• Excerpted data:

◇ ◇ ◇ ◇ ◇

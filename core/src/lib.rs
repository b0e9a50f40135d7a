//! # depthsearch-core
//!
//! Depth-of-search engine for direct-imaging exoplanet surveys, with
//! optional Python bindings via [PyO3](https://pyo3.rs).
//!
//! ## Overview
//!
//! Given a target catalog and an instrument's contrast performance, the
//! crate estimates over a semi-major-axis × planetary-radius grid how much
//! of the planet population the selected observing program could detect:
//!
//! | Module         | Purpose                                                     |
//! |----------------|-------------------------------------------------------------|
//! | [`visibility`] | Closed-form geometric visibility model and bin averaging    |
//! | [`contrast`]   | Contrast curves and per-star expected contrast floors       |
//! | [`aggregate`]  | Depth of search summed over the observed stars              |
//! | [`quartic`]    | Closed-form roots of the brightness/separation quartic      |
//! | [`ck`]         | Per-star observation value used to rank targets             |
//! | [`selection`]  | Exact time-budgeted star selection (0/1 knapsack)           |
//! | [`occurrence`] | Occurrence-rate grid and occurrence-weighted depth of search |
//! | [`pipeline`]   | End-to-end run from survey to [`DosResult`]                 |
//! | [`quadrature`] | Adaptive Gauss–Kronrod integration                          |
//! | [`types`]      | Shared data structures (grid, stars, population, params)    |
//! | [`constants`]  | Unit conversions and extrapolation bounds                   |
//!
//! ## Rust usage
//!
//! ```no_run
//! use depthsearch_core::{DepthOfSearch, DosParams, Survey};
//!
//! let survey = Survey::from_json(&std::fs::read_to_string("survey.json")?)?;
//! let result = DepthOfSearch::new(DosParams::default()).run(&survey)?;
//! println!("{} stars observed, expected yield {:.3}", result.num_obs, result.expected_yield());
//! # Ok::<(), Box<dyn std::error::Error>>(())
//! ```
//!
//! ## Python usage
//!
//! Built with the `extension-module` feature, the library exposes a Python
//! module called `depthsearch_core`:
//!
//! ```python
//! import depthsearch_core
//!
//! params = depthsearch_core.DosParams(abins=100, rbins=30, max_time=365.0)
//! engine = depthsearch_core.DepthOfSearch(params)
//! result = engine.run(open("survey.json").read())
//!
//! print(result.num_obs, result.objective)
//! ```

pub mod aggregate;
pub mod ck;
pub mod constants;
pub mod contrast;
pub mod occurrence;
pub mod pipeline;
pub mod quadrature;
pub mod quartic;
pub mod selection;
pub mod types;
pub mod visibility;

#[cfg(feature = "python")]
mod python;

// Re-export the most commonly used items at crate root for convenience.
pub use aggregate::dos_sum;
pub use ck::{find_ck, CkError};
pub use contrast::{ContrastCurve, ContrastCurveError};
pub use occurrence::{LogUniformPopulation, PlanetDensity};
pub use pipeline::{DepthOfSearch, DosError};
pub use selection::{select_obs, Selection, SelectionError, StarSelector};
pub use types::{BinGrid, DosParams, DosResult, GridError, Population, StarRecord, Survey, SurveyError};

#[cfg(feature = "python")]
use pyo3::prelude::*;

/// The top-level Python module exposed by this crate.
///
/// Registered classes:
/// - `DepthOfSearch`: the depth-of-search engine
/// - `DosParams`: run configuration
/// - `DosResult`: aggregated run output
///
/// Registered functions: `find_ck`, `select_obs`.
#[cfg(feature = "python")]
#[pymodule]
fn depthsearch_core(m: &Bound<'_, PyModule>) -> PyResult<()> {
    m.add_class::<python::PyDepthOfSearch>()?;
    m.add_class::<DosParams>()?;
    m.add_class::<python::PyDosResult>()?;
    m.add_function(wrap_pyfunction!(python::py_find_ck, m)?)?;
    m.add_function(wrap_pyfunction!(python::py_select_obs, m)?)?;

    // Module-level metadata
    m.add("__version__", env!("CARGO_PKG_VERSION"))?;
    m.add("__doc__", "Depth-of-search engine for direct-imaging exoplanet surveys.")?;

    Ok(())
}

◇ ◇ ◇ ◇ ◇

• What needs to be done:
Reproduce the lines of the entries above from the one with "Closed-form geometric visibility" to the one with "Per-star observation value", both included, exactly and without any other line.

• Exercise output:
//! | [`visibility`] | Closed-form geometric visibility model and bin averaging    |
//! | [`contrast`]   | Contrast curves and per-star expected contrast floors       |
//! | [`aggregate`]  | Depth of search summed over the observed stars              |
//! | [`quartic`]    | Closed-form roots of the brightness/separation quartic      |
//! | [`ck`]         | Per-star observation value used to rank targets             |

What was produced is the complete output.